Kami tertegun. Sebuah kebenaran mungkin sudah menunggu lama.

Luna menggenggam tanganku erat, intensitas harapan mengguyur jiwaku.

“Ria, kita mulai menciptakan kisah kita sekarang!”

Aku menatap kuda laut kecil di dadaku. Seketika, rasanya ada harapan yang mendekat.Luna dengan semangat memindahkan lembaran demi lembaran, matanya menyala saat menemukan nama-nama lain.

“Ada begitu banyak cerita di sini,” lirihnya, menatapku penuh harap. “Mungkin ini membuka jalan untuk kita!”

Matahari sore menyelinap melalui jendela, menambah suasana misterius di ruang itu. Aku merasakan detak jantungku meningkat, rasa penasaran semakin membara.

“Kamu lihat, Ria,” Luna menunjuk salah satu nama. “Semua ini… pasti ada hubungan.”

“Namanya,” gumamku. “Sepertinya sudah biasa kita dengar.”

Dia mengangguk, menekankan bahwa ini lebih dari sekadar kebetulan. Semakin dalam kami menggali, semakin tak berujung labirin informasi yang kami hadapi.

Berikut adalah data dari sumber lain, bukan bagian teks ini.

use std::hash::Hash;

use rand::Rng;

use crate::seq::{
    dedup::{self, Unique, UniqueBy},
    flatten,
    nulls::RemoveNulls,
    random,
};

/// Method forms of the sequence helpers, for iterators that are known to be
/// present.
pub trait SequenceExt: Iterator {
    /// See [`dedup::remove_duplicates`].
    fn remove_duplicates(self) -> Unique<Self>
    where
        Self: Sized,
        Self::Item: Eq + Hash + Clone,
    {
        dedup::remove_duplicates(self)
    }

    /// See [`dedup::remove_duplicates_by_key`].
    fn remove_duplicates_by_key<K, F>(self, key_fn: F) -> UniqueBy<Self, K, F>
    where
        Self: Sized,
        K: Eq + Hash,
        F: FnMut(&Self::Item) -> K,
    {
        dedup::remove_duplicates_by_key(self, key_fn)
    }

    fn contains_duplicates(self) -> bool
    where
        Self: Sized,
        Self::Item: Eq + Hash,
    {
        dedup::contains_duplicates(Some(self))
    }

    fn remove_nulls<T>(self) -> RemoveNulls<Self>
    where
        Self: Sized + Iterator<Item = Option<T>>,
    {
        RemoveNulls::new(self)
    }

    /// Picks a uniformly random element in a single pass.
    fn random_element(self) -> Option<Self::Item>
    where
        Self: Sized,
    {
        self.random_element_with(&mut rand::rng())
    }

    fn random_element_with<R: Rng + ?Sized>(self, rng: &mut R) -> Option<Self::Item>
    where
        Self: Sized,
    {
        random::reservoir_sample(self, rng)
    }

    /// See [`flatten::flatten_recursive`].
    fn flatten_recursive<F, C>(self, child_selector: F) -> Vec<Self::Item>
    where
        Self: Sized,
        F: FnMut(&Self::Item) -> Option<C>,
        C: IntoIterator<Item = Self::Item>,
    {
        flatten::flatten_forest(self, child_selector)
    }
}

impl<I: Iterator> SequenceExt for I {}
use std::hash::{BuildHasher, Hash, Hasher};

use ahash::RandomState;

/// Returned by [`get_aggregate_hash`] for an absent sequence. Never produced
/// for a present one.
pub const ABSENT_HASH: i64 = -1;

const SEEDS: [u64; 4] = [
    0x243f_6a88_85a3_08d3,
    0x1319_8a2e_0370_7344,
    0xa409_3822_299f_31d0,
    0x082e_fa98_ec4e_6c89,
];

/// Combines the hashes of all elements of `seq`, in iteration order, and
/// optionally the identity (address) of `seq` itself.
///
/// The result is only meaningful within the running process: the identity
/// part depends on where the container lives, so two equal containers
/// hash differently unless `include_identity` is false.
pub fn get_aggregate_hash<'a, C, T>(seq: Option<&'a C>, include_identity: bool) -> i64
where
    C: ?Sized,
    &'a C: IntoIterator<Item = &'a T>,
    T: Hash + 'a,
{
    let state = RandomState::with_seeds(SEEDS[0], SEEDS[1], SEEDS[2], SEEDS[3]);
    get_aggregate_hash_with(seq, include_identity, &state)
}

pub fn get_aggregate_hash_with<'a, C, T, S>(
    seq: Option<&'a C>,
    include_identity: bool,
    hash_builder: &S,
) -> i64
where
    C: ?Sized,
    &'a C: IntoIterator<Item = &'a T>,
    T: Hash + 'a,
    S: BuildHasher,
{
    let Some(seq) = seq else {
        return ABSENT_HASH;
    };

    let mut hasher = hash_builder.build_hasher();
    if include_identity {
        hasher.write_usize(std::ptr::from_ref(seq).cast::<()>().addr());
    }
    for item in seq {
        item.hash(&mut hasher);
    }
    // Dropping the top bit keeps the result clear of the negative sentinel.
    (hasher.finish() >> 1) as i64
}
use rand::Rng;

use crate::{
    capability::RandomAccess,
    error::{Error, Result},
};

/// Picks a uniformly random element of an indexed container, or `None` if
/// the container is absent or empty.
pub fn get_random<C: RandomAccess + ?Sized>(seq: Option<&C>) -> Option<&C::Item> {
    get_random_with(seq, &mut rand::rng())
}

pub fn get_random_with<'a, C, R>(seq: Option<&'a C>, rng: &mut R) -> Option<&'a C::Item>
where
    C: RandomAccess + ?Sized,
    R: Rng + ?Sized,
{
    let seq = seq?;
    match seq.known_len() {
        0 => None,
        len => seq.get_at(rng.random_range(0..len)),
    }
}

/// Picks a uniformly random element of a sequence of unknown length.
///
/// The sequence is traversed once and never buffered, so one-shot sources
/// are fine.
pub fn get_random_from_iter<I: IntoIterator>(seq: Option<I>) -> Option<I::Item> {
    get_random_from_iter_with(seq, &mut rand::rng())
}

pub fn get_random_from_iter_with<I, R>(seq: Option<I>, rng: &mut R) -> Option<I::Item>
where
    I: IntoIterator,
    R: Rng + ?Sized,
{
    reservoir_sample(seq?.into_iter(), rng)
}

/// Like [`get_random`], but absence and emptiness are errors.
pub fn get_random_strict<C: RandomAccess + ?Sized>(seq: Option<&C>) -> Result<&C::Item> {
    get_random_strict_with(seq, &mut rand::rng())
}

pub fn get_random_strict_with<'a, C, R>(seq: Option<&'a C>, rng: &mut R) -> Result<&'a C::Item>
where
    C: RandomAccess + ?Sized,
    R: Rng + ?Sized,
{
    let seq = seq.ok_or(Error::InvalidArgument("seq"))?;
    get_random_with(Some(seq), rng).ok_or(Error::OutOfRange)
}

/// Like [`get_random_from_iter`], but absence and emptiness are errors.
pub fn get_random_from_iter_strict<I: IntoIterator>(seq: Option<I>) -> Result<I::Item> {
    get_random_from_iter_strict_with(seq, &mut rand::rng())
}

pub fn get_random_from_iter_strict_with<I, R>(seq: Option<I>, rng: &mut R) -> Result<I::Item>
where
    I: IntoIterator,
    R: Rng + ?Sized,
{
    let seq = seq.ok_or(Error::InvalidArgument("seq"))?;
    reservoir_sample(seq.into_iter(), rng).ok_or(Error::OutOfRange)
}

/// Single pass reservoir sampling of size one: the n-th element replaces the
/// current candidate with probability 1/n.
pub(crate) fn reservoir_sample<I, R>(iter: I, rng: &mut R) -> Option<I::Item>
where
    I: Iterator,
    R: Rng + ?Sized,
{
    let mut chosen = None;
    let mut seen = 0usize;
    for item in iter {
        seen += 1;
        if rng.random_range(0..seen) == 0 {
            chosen = Some(item);
        }
    }
    log::trace!("Reservoir sampled {seen} elements");
    chosen
}
use std::iter::Peekable;

use crate::{
    capability::KnownLen,
    error::{Error, Result},
};

/// Tells whether the iterator yields nothing, pulling at most one element.
///
/// An exact `size_hint` (as reported by the iterators of every known-size
/// container) answers without advancing.
fn has_no_elements<I: Iterator>(iter: &mut I) -> bool {
    match iter.size_hint() {
        (_, Some(0)) => true,
        (lower, _) if lower > 0 => false,
        _ => iter.next().is_none(),
    }
}

/// Returns true if `seq` is absent or yields no elements.
///
/// Pass containers by reference (`Some(&vec)`) to leave them untouched.
pub fn is_empty_or_absent<I: IntoIterator>(seq: Option<I>) -> bool {
    match seq {
        None => true,
        Some(seq) => has_no_elements(&mut seq.into_iter()),
    }
}

/// Constant time form of [`is_empty_or_absent`] for known-size containers.
pub fn is_empty_or_absent_len<C: KnownLen + ?Sized>(seq: Option<&C>) -> bool {
    seq.is_none_or(|seq| seq.is_known_empty())
}

pub fn is_present<I: IntoIterator>(seq: Option<I>) -> bool {
    !is_empty_or_absent(seq)
}

/// Narrowing form of [`is_present`]: returns the sequence as a peekable
/// iterator if it is present and non-empty.
///
/// No element is lost by the check, so one-shot sources can still be
/// consumed afterwards.
pub fn present<I: IntoIterator>(seq: Option<I>) -> Option<Peekable<I::IntoIter>> {
    let mut iter = seq?.into_iter().peekable();
    iter.peek()?;
    Some(iter)
}

/// Like [`is_empty_or_absent`], but an absent sequence is an error rather
/// than an empty one.
pub fn is_empty<I: IntoIterator>(seq: Option<I>) -> Result<bool> {
    let seq = seq.ok_or(Error::InvalidArgument("seq"))?;
    Ok(has_no_elements(&mut seq.into_iter()))
}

“Sini, lihat halaman ini!” serunya, menunjuk dengan jari telunjuknya. “Ada daftar kontak, alamat… mereka semua berasal dari kota ini.”

Kami memperhatikan setiap detil, mengabaikan waktu yang berlalu. Buku itu memancarkan aura misterius, dan kami mulai mengaitkan potongan-potongan puzzle.

“Kalau kita berhasil menemukan salah satu dari mereka,” bisikku, “mungkin kita bisa mendapatkan lebih banyak informasi.”

Luna menyipitkan mata, berlari di antara informasi yang tersaji. “Harus ada cara untuk melacak mereka. Seseorang pasti bisa membantumu menemukan jejak orang tuamu.”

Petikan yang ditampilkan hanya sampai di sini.